**The data:**

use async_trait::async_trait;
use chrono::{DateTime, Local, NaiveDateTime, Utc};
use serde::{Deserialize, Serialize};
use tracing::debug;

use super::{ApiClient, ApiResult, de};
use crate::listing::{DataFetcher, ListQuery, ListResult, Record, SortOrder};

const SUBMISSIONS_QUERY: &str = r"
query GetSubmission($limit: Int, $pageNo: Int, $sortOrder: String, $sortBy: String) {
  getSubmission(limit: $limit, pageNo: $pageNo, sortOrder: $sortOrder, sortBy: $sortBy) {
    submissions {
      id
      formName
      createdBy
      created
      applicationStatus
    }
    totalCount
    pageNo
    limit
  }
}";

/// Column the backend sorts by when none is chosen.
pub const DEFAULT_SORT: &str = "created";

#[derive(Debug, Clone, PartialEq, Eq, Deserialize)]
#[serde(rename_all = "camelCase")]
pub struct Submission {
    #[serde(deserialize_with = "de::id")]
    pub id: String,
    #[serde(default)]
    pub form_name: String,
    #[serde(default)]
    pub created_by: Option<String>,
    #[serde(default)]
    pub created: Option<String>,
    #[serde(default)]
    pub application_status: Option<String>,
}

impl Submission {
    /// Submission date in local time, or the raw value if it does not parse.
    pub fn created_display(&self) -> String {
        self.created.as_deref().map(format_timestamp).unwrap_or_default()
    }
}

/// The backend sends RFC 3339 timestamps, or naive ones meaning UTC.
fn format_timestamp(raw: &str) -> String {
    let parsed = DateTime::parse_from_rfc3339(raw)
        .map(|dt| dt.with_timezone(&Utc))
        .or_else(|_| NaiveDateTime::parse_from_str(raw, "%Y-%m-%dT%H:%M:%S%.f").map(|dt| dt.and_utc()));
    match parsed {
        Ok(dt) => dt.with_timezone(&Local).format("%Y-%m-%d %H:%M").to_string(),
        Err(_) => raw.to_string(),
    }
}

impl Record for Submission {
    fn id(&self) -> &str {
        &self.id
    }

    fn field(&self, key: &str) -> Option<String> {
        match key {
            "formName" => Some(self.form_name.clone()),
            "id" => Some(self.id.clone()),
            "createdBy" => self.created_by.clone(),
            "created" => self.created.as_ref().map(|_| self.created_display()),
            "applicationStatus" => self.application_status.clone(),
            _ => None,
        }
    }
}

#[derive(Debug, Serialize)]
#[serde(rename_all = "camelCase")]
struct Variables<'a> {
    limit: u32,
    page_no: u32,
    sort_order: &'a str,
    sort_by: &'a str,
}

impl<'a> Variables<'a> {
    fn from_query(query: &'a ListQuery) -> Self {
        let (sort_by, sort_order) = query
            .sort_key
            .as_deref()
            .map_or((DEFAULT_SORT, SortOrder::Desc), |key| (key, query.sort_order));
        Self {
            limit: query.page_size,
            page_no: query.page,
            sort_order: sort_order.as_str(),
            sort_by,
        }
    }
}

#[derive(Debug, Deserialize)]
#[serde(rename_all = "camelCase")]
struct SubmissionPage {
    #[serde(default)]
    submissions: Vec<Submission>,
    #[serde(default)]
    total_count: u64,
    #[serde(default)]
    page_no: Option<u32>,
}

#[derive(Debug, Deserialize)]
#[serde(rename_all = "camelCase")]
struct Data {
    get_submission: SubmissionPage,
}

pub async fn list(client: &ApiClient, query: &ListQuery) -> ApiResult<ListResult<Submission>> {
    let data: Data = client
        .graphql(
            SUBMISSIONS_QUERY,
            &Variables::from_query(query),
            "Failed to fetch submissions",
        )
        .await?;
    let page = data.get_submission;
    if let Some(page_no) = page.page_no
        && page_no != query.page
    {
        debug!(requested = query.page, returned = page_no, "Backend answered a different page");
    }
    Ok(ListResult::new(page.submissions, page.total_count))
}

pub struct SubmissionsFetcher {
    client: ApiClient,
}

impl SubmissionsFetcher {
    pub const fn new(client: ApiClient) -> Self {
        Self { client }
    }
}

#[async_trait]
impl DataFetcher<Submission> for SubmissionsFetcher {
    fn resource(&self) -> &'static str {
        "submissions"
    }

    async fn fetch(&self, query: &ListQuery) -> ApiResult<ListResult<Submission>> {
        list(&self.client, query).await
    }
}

**Exercise aim:**
The records above are to be repeated exactly, in their entirety.

**Answer for this exercise:**
use async_trait::async_trait;
use chrono::{DateTime, Local, NaiveDateTime, Utc};
use serde::{Deserialize, Serialize};
use tracing::debug;

use super::{ApiClient, ApiResult, de};
use crate::listing::{DataFetcher, ListQuery, ListResult, Record, SortOrder};

const SUBMISSIONS_QUERY: &str = r"
query GetSubmission($limit: Int, $pageNo: Int, $sortOrder: String, $sortBy: String) {
  getSubmission(limit: $limit, pageNo: $pageNo, sortOrder: $sortOrder, sortBy: $sortBy) {
    submissions {
      id
      formName
      createdBy
      created
      applicationStatus
    }
    totalCount
    pageNo
    limit
  }
}";

/// Column the backend sorts by when none is chosen.
pub const DEFAULT_SORT: &str = "created";

#[derive(Debug, Clone, PartialEq, Eq, Deserialize)]
#[serde(rename_all = "camelCase")]
pub struct Submission {
    #[serde(deserialize_with = "de::id")]
    pub id: String,
    #[serde(default)]
    pub form_name: String,
    #[serde(default)]
    pub created_by: Option<String>,
    #[serde(default)]
    pub created: Option<String>,
    #[serde(default)]
    pub application_status: Option<String>,
}

impl Submission {
    /// Submission date in local time, or the raw value if it does not parse.
    pub fn created_display(&self) -> String {
        self.created.as_deref().map(format_timestamp).unwrap_or_default()
    }
}

/// The backend sends RFC 3339 timestamps, or naive ones meaning UTC.
fn format_timestamp(raw: &str) -> String {
    let parsed = DateTime::parse_from_rfc3339(raw)
        .map(|dt| dt.with_timezone(&Utc))
        .or_else(|_| NaiveDateTime::parse_from_str(raw, "%Y-%m-%dT%H:%M:%S%.f").map(|dt| dt.and_utc()));
    match parsed {
        Ok(dt) => dt.with_timezone(&Local).format("%Y-%m-%d %H:%M").to_string(),
        Err(_) => raw.to_string(),
    }
}

impl Record for Submission {
    fn id(&self) -> &str {
        &self.id
    }

    fn field(&self, key: &str) -> Option<String> {
        match key {
            "formName" => Some(self.form_name.clone()),
            "id" => Some(self.id.clone()),
            "createdBy" => self.created_by.clone(),
            "created" => self.created.as_ref().map(|_| self.created_display()),
            "applicationStatus" => self.application_status.clone(),
            _ => None,
        }
    }
}

#[derive(Debug, Serialize)]
#[serde(rename_all = "camelCase")]
struct Variables<'a> {
    limit: u32,
    page_no: u32,
    sort_order: &'a str,
    sort_by: &'a str,
}

impl<'a> Variables<'a> {
    fn from_query(query: &'a ListQuery) -> Self {
        let (sort_by, sort_order) = query
            .sort_key
            .as_deref()
            .map_or((DEFAULT_SORT, SortOrder::Desc), |key| (key, query.sort_order));
        Self {
            limit: query.page_size,
            page_no: query.page,
            sort_order: sort_order.as_str(),
            sort_by,
        }
    }
}

#[derive(Debug, Deserialize)]
#[serde(rename_all = "camelCase")]
struct SubmissionPage {
    #[serde(default)]
    submissions: Vec<Submission>,
    #[serde(default)]
    total_count: u64,
    #[serde(default)]
    page_no: Option<u32>,
}

#[derive(Debug, Deserialize)]
#[serde(rename_all = "camelCase")]
struct Data {
    get_submission: SubmissionPage,
}

pub async fn list(client: &ApiClient, query: &ListQuery) -> ApiResult<ListResult<Submission>> {
    let data: Data = client
        .graphql(
            SUBMISSIONS_QUERY,
            &Variables::from_query(query),
            "Failed to fetch submissions",
        )
        .await?;
    let page = data.get_submission;
    if let Some(page_no) = page.page_no
        && page_no != query.page
    {
        debug!(requested = query.page, returned = page_no, "Backend answered a different page");
    }
    Ok(ListResult::new(page.submissions, page.total_count))
}

pub struct SubmissionsFetcher {
    client: ApiClient,
}

impl SubmissionsFetcher {
    pub const fn new(client: ApiClient) -> Self {
        Self { client }
    }
}

#[async_trait]
impl DataFetcher<Submission> for SubmissionsFetcher {
    fn resource(&self) -> &'static str {
        "submissions"
    }

    async fn fetch(&self, query: &ListQuery) -> ApiResult<ListResult<Submission>> {
        list(&self.client, query).await
    }
}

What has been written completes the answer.